Lines to return, exactly: from the line with "filename src/report/text.rs" to the line with "let sf = &summary.size_factors;" in the entries below, both included.

Recorded information:
== == ==
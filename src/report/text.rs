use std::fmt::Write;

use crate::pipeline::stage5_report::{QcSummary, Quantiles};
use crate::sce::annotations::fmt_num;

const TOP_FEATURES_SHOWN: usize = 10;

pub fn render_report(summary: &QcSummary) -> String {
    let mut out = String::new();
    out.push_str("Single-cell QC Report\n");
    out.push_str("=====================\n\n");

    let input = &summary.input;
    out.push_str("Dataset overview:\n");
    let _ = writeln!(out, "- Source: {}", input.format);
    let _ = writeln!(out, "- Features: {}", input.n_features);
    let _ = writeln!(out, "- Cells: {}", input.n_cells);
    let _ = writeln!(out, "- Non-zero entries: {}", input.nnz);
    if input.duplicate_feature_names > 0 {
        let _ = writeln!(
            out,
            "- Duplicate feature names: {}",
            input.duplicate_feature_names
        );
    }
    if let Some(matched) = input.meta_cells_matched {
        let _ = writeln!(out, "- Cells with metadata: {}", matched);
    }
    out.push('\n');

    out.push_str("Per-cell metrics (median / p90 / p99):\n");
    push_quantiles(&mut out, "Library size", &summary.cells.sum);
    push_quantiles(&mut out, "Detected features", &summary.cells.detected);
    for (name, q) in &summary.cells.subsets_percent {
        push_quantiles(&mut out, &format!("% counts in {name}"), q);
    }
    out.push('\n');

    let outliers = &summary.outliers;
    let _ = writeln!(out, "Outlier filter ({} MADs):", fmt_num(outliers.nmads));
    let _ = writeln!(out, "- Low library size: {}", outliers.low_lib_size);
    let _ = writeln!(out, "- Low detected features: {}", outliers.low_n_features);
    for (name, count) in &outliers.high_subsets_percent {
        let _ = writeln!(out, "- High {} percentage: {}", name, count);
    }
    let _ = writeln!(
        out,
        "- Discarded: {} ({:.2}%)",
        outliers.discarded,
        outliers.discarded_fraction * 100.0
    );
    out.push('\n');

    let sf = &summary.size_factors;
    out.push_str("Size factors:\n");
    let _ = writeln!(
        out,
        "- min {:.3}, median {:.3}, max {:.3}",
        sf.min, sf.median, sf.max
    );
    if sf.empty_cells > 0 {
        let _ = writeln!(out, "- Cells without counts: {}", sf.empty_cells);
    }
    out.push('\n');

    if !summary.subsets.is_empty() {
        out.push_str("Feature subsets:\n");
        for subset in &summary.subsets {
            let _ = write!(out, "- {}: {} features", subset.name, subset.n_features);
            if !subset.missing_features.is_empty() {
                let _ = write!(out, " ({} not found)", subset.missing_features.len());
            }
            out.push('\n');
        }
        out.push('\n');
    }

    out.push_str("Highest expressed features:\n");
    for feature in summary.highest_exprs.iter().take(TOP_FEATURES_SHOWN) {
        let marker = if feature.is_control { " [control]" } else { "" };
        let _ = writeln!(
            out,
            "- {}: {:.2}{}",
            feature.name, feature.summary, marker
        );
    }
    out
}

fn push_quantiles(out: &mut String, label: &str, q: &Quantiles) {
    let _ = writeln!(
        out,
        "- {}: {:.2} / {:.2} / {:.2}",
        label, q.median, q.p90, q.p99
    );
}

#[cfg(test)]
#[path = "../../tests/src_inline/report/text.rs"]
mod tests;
== == ==
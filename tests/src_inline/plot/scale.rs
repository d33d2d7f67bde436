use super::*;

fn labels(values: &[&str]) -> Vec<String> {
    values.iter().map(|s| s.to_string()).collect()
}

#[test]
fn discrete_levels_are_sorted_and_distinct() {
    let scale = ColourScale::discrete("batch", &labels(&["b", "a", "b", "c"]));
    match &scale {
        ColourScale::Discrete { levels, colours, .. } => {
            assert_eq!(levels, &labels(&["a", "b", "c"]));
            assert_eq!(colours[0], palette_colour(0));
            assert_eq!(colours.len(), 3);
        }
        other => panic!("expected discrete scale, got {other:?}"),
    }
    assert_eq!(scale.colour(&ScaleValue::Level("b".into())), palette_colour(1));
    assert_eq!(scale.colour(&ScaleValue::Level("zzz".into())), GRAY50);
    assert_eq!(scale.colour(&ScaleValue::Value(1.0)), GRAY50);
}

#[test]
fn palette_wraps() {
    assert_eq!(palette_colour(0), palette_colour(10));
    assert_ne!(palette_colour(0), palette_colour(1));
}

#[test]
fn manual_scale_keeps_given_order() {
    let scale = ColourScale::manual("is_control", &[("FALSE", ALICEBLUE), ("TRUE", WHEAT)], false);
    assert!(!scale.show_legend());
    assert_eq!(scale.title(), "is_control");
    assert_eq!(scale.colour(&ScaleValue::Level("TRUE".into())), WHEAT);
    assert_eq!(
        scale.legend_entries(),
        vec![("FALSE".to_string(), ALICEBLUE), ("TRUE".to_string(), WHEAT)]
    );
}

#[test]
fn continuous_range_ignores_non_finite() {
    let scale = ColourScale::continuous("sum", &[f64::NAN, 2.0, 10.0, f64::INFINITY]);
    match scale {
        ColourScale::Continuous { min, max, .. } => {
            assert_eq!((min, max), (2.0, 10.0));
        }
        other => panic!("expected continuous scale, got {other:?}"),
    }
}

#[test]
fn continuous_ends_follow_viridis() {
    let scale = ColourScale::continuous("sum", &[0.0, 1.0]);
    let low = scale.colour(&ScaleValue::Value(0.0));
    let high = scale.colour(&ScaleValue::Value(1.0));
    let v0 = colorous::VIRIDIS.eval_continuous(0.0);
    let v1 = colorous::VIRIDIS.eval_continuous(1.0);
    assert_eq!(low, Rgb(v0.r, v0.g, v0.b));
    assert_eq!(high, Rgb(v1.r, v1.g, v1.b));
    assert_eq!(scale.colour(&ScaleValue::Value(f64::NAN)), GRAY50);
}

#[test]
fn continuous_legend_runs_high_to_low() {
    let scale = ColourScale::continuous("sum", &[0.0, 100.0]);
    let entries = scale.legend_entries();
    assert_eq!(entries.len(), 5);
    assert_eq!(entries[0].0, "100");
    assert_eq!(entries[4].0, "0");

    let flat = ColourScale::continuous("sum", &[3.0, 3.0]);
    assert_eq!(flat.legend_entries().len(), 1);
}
== == ==
Response area:
filename src/report/text.rs
use std::fmt::Write;

use crate::pipeline::stage5_report::{QcSummary, Quantiles};
use crate::sce::annotations::fmt_num;

const TOP_FEATURES_SHOWN: usize = 10;

pub fn render_report(summary: &QcSummary) -> String {
    let mut out = String::new();
    out.push_str("Single-cell QC Report\n");
    out.push_str("=====================\n\n");

    let input = &summary.input;
    out.push_str("Dataset overview:\n");
    let _ = writeln!(out, "- Source: {}", input.format);
    let _ = writeln!(out, "- Features: {}", input.n_features);
    let _ = writeln!(out, "- Cells: {}", input.n_cells);
    let _ = writeln!(out, "- Non-zero entries: {}", input.nnz);
    if input.duplicate_feature_names > 0 {
        let _ = writeln!(
            out,
            "- Duplicate feature names: {}",
            input.duplicate_feature_names
        );
    }
    if let Some(matched) = input.meta_cells_matched {
        let _ = writeln!(out, "- Cells with metadata: {}", matched);
    }
    out.push('\n');

    out.push_str("Per-cell metrics (median / p90 / p99):\n");
    push_quantiles(&mut out, "Library size", &summary.cells.sum);
    push_quantiles(&mut out, "Detected features", &summary.cells.detected);
    for (name, q) in &summary.cells.subsets_percent {
        push_quantiles(&mut out, &format!("% counts in {name}"), q);
    }
    out.push('\n');

    let outliers = &summary.outliers;
    let _ = writeln!(out, "Outlier filter ({} MADs):", fmt_num(outliers.nmads));
    let _ = writeln!(out, "- Low library size: {}", outliers.low_lib_size);
    let _ = writeln!(out, "- Low detected features: {}", outliers.low_n_features);
    for (name, count) in &outliers.high_subsets_percent {
        let _ = writeln!(out, "- High {} percentage: {}", name, count);
    }
    let _ = writeln!(
        out,
        "- Discarded: {} ({:.2}%)",
        outliers.discarded,
        outliers.discarded_fraction * 100.0
    );
    out.push('\n');

    let sf = &summary.size_factors;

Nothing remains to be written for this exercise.